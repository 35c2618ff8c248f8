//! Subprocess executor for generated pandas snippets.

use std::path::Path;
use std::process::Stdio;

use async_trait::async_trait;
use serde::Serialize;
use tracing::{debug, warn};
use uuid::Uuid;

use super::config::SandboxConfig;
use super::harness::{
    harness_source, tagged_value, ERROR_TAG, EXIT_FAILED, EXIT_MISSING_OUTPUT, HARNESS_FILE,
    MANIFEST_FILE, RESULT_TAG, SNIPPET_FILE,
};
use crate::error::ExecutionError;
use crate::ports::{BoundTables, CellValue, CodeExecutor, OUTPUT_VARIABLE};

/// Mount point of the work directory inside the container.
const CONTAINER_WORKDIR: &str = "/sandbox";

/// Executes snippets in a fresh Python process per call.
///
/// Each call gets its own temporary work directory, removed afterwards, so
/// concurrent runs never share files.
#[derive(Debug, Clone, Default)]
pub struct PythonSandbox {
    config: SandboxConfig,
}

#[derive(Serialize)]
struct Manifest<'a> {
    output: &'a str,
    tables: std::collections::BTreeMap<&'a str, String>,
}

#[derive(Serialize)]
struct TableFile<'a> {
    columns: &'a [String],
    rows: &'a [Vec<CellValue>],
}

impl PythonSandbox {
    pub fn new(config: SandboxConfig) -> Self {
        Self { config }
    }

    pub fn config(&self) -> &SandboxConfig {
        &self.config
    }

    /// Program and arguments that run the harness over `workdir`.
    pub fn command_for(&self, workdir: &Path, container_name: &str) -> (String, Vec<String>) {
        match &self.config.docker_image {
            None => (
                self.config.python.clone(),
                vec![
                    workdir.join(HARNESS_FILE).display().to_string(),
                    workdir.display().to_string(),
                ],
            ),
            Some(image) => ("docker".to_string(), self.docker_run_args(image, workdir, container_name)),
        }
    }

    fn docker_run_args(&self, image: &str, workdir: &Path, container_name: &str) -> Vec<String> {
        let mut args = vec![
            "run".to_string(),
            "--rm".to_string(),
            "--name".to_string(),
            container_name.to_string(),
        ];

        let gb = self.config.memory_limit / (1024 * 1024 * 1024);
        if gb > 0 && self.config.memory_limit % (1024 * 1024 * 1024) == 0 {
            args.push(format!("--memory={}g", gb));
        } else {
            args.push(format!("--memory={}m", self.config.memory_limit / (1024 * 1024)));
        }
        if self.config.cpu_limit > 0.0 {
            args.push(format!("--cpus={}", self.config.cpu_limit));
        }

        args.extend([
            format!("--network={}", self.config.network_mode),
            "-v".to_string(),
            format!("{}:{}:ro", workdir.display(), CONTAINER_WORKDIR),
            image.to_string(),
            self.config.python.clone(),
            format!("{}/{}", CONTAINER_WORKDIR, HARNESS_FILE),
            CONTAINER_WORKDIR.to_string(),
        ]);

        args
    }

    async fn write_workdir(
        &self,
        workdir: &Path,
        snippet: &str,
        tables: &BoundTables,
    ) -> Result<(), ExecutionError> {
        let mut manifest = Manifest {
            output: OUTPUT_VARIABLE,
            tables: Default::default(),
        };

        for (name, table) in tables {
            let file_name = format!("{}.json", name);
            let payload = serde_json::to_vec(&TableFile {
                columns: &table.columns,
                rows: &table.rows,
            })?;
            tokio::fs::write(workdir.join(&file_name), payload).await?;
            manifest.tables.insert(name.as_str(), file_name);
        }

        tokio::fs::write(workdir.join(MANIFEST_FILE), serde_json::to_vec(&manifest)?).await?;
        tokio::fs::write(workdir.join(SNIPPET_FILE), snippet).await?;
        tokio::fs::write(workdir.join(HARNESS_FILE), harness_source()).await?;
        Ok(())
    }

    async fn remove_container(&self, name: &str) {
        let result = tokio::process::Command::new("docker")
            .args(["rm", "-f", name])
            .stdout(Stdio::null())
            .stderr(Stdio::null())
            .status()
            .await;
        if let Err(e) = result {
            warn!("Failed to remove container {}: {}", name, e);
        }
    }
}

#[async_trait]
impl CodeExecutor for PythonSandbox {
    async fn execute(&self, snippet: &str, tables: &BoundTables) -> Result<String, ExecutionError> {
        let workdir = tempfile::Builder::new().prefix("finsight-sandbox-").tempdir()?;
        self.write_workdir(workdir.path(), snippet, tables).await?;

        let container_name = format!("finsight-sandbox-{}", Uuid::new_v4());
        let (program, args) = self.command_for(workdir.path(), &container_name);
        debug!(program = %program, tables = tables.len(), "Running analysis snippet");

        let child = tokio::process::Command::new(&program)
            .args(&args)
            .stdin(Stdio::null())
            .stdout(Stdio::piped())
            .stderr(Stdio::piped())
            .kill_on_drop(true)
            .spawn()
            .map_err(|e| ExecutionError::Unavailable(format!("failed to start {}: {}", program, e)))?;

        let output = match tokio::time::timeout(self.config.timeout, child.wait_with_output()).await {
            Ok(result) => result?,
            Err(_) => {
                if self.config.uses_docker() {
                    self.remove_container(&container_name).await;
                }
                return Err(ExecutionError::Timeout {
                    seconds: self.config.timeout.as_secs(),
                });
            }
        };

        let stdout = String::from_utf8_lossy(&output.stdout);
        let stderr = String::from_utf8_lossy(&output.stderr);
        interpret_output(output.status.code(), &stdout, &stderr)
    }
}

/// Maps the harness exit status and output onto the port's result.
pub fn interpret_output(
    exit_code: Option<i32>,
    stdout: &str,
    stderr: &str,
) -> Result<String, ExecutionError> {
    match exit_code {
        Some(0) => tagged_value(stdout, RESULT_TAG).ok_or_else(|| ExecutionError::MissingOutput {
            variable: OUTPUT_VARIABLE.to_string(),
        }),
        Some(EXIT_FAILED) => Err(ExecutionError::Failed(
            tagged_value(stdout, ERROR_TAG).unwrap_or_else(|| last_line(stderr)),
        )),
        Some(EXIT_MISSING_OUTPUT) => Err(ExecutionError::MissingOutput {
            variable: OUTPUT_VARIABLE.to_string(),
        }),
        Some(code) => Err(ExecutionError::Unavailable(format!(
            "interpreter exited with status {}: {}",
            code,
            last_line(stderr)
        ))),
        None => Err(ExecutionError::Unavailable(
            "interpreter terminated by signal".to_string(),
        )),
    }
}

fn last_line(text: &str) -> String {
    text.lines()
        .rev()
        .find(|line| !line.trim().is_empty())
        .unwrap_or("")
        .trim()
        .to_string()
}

# # #

-- YOUR INSTRUCTIONS --
In the entries above, restate word for word the lines between the one holding "use super::config::SandboxConfig;" and the one holding "never share files.", inclusive, and nothing besides.

-- WRITTEN ANSWER --
use super::config::SandboxConfig;
use super::harness::{
    harness_source, tagged_value, ERROR_TAG, EXIT_FAILED, EXIT_MISSING_OUTPUT, HARNESS_FILE,
    MANIFEST_FILE, RESULT_TAG, SNIPPET_FILE,
};
use crate::error::ExecutionError;
use crate::ports::{BoundTables, CellValue, CodeExecutor, OUTPUT_VARIABLE};

/// Mount point of the work directory inside the container.
const CONTAINER_WORKDIR: &str = "/sandbox";

/// Executes snippets in a fresh Python process per call.
///
/// Each call gets its own temporary work directory, removed afterwards, so
/// concurrent runs never share files.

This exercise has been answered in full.